The elderly are at increased risk of the serious consequences of adverse reactions. If an NSAID is considered necessary, the lowest effective does should be used and for the shortest possible duration. The patient should be monitored regularly for GI bleeding during NSAID therapy.
For the effect of reduced elimination in the elderly refer to Section 4.4.
Renal/hepatic impairment
A lower dose should be considered in patients with renal or hepatic impairment. Naproxen is contraindicated in patients with baseline creatinine clearance less than 30 ml/minute because accumulation of naproxen metabolites has been seen in patients with severe renal failure or those on dialysis (see section 4.3).

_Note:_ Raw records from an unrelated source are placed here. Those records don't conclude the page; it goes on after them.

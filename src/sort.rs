//! Total ordering of records within a view.

use std::cmp::Ordering;
use std::fmt::Display;

use tracing::warn;

use crate::types::Record;

#[derive(Debug, Clone, Copy, PartialEq, Eq, Hash, Default)]
pub enum SortType {
    #[default]
    Name,
    Price,
}

impl SortType {
    pub fn literal(&self) -> &'static str {
        match self {
            SortType::Name => "name",
            SortType::Price => "price",
        }
    }

    fn parse(raw: &str) -> Option<Self> {
        let raw = raw.trim();
        if raw.eq_ignore_ascii_case("name") {
            Some(SortType::Name)
        }
        else if raw.eq_ignore_ascii_case("price") {
            Some(SortType::Price)
        }
        else {
            None
        }
    }
}

#[derive(Debug, Clone, Copy, PartialEq, Eq, Hash, Default)]
pub enum SortOrder {
    #[default]
    Asc,
    Desc,
}

impl SortOrder {
    pub fn literal(&self) -> &'static str {
        match self {
            SortOrder::Asc => "asc",
            SortOrder::Desc => "desc",
        }
    }

    fn parse(raw: &str) -> Option<Self> {
        let raw = raw.trim();
        if raw.eq_ignore_ascii_case("asc") {
            Some(SortOrder::Asc)
        }
        else if raw.eq_ignore_ascii_case("desc") {
            Some(SortOrder::Desc)
        }
        else {
            None
        }
    }
}

#[derive(Debug, Clone, Copy, PartialEq, Eq, Hash, Default)]
pub struct Sort {
    pub sort_type: SortType,
    pub order:     SortOrder,
}

impl Sort {
    pub const NAME_ASC: Sort = Sort::new(SortType::Name, SortOrder::Asc);
    pub const NAME_DESC: Sort = Sort::new(SortType::Name, SortOrder::Desc);
    pub const PRICE_ASC: Sort = Sort::new(SortType::Price, SortOrder::Asc);
    pub const PRICE_DESC: Sort = Sort::new(SortType::Price, SortOrder::Desc);

    /// Every sort a multi-sort view is cached under.
    pub const ALL: [Sort; 4] = [Sort::NAME_ASC, Sort::NAME_DESC, Sort::PRICE_ASC, Sort::PRICE_DESC];

    pub const fn new(sort_type: SortType, order: SortOrder) -> Self {
        Self { sort_type, order }
    }

    /// Parse user supplied sort strings. Missing parts take their defaults; an unrecognised part makes the whole pair
    /// fall back to name/asc.
    pub fn parse(sort_type: Option<&str>, order: Option<&str>) -> Self {
        let parsed_type = sort_type.map_or(Some(SortType::default()), SortType::parse);
        let parsed_order = order.map_or(Some(SortOrder::default()), SortOrder::parse);

        match (parsed_type, parsed_order) {
            (Some(sort_type), Some(order)) => Sort::new(sort_type, order),
            _ => {
                warn!(
                    sort_type = sort_type.unwrap_or_default(),
                    sort_order = order.unwrap_or_default(),
                    "unknown sort parameters, falling back to name/asc"
                );
                Sort::NAME_ASC
            }
        }
    }

    pub fn compare(&self, a: &Record, b: &Record) -> Ordering {
        let ord = match self.sort_type {
            SortType::Name => a.name.cmp(&b.name),
            SortType::Price => a.price.total_cmp(&b.price),
        };
        match self.order {
            SortOrder::Asc => ord,
            SortOrder::Desc => ord.reverse(),
        }
    }

    /// Stable in-place sort; records comparing equal keep their relative order.
    pub fn apply(&self, records: &mut [Record]) {
        records.sort_by(|a, b| self.compare(a, b));
    }

    pub fn is_sorted(&self, records: &[Record]) -> bool {
        records
            .windows(2)
            .all(|pair| self.compare(&pair[0], &pair[1]) != Ordering::Greater)
    }
}

impl Display for Sort {
    fn fmt(&self, f: &mut std::fmt::Formatter<'_>) -> std::fmt::Result {
        write!(f, "{}/{}", self.sort_type.literal(), self.order.literal())
    }
}

#[cfg(test)]
mod tests {
    use super::*;

    fn rec(name: &str, price: f64) -> Record {
        Record::item(name, price, "X")
    }

    #[test]
    fn parse_is_case_insensitive() {
        assert_eq!(Sort::parse(Some("PRICE"), Some("Desc")), Sort::PRICE_DESC);
        assert_eq!(Sort::parse(Some(" name "), None), Sort::NAME_ASC);
        assert_eq!(Sort::parse(None, Some("desc")), Sort::NAME_DESC);
    }

    #[test]
    fn unknown_parts_fall_back_to_name_asc() {
        assert_eq!(Sort::parse(Some("rating"), Some("desc")), Sort::NAME_ASC);
        assert_eq!(Sort::parse(Some("price"), Some("sideways")), Sort::NAME_ASC);
    }

    #[test]
    fn equal_keys_keep_insertion_order() {
        let mut records = vec![rec("b", 1.0), rec("a", 2.0), rec("c", 1.0), rec("d", 2.0)];
        let ids = records.iter().map(|r| r.id).collect::<Vec<_>>();

        Sort::PRICE_ASC.apply(&mut records);
        assert_eq!(
            records.iter().map(|r| r.id).collect::<Vec<_>>(),
            vec![ids[0], ids[2], ids[1], ids[3]]
        );

        Sort::PRICE_DESC.apply(&mut records);
        assert_eq!(
            records.iter().map(|r| r.id).collect::<Vec<_>>(),
            vec![ids[1], ids[3], ids[0], ids[2]]
        );
    }

    #[test]
    fn name_order_is_case_sensitive() {
        let mut records = vec![rec("apple", 1.0), rec("Banana", 1.0)];
        Sort::NAME_ASC.apply(&mut records);
        assert_eq!(records[0].name, "Banana");
        assert!(Sort::NAME_ASC.is_sorted(&records));
        assert!(!Sort::NAME_DESC.is_sorted(&records));
    }
}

Treatment should be reviewed at regular intervals and discontinued if no benefit is seen or intolerance occurs.
4.3 Contraindications
Hypersensitivity to naproxen or to any of the excipients.
Active or recurrent or history of peptic ulceration or active gastrointestinal haemorrhage (two or more distinct episodes of proven ulceration or bleeding).
NSAIDS are contraindicated in patients who have previously shown hypersensitivity reactions (e.g. asthma, rhinitis, nasal polyps, angioedema or urticaria) in response to ibuprofen, aspirin, or other non-steroidal anti-inflammatory drugs (NSAIDs)/analgesic drugs as the potential exists for cross-sensitivity reactions. These reactions have the potential of being fatal. Severe anaphylactic-like reactions to naproxen have been reported in such patients.
Severe heart failure hepatic failure or renal failure (See section 4.4).
During the last trimester of pregnancy (See section 4.6 - Pregnancy and lactation)
History of upper gastrointestinal bleeding or perforation, related to previous NSAIDs therapy.
Patients with rare hereditary problems of galactose intolerance, the Lapp lactose deficiency or glucose-galactose malabsorption should not take this medicine.
4.4 Special warnings and precautions for use
Undesirable effects may be minimised by using the lowest effective dose for the shortest duration necessary to control symptoms (see section 4.2, and GI and cardiovascular risks below). Patients treated with NSAIDs long-term should undergo regular medical supervision to monitor for adverse events.
The antipyretic and anti-inflammatory activities of Naproxen may reduce fever and inflammation, thereby diminishing their utility as diagnostic signs.
As with other non-steroidal anti-inflammatory drugs, elevations of one or more liver function tests may occur. Hepatic abnormalities may be the result of hypersensitivity rather than direct toxicity. Severe hepatic reactions, including jaundice and hepatitis (some cases of hepatitis have been fatal) have been reported with this drug as with other nonsteroidal anti-inflammatory drugs. Cross reactivity has been reported.
Naproxen decreases platelet aggregation and prolongs bleeding time. This effect should be kept in mind when bleeding times are determined.
Although sodium retention has not been reported in metabolic studies, it is possible that patients with questionable or compromised cardiac function may be at a greater risk when taking Naproxen.
Combination with other NSAIDs:
The use of naproxen with concomitant NSAIDs including cyclooxygenase-2-selective inhibitors should be avoided because of the cumulative risks of inducing serious NSAID-related adverse events (see section 4.5).
Elderly:
The elderly and/or debilitated patients have an increased frequency of adverse reactions to NSAIDs especially gastrointestinal bleeding and perforation which may be fatal (see section 4.2). Prolonged use of NSAIDs in these patients is not recommended. Where prolonged therapy is required, patients should be reviewed regularly.
Respiratory disorders:
Caution is required if administered to patients suffering from, or with a previous history of, bronchial asthma or allergic disease since NSAIDs have been reported to precipitate bronchospasm in such patients.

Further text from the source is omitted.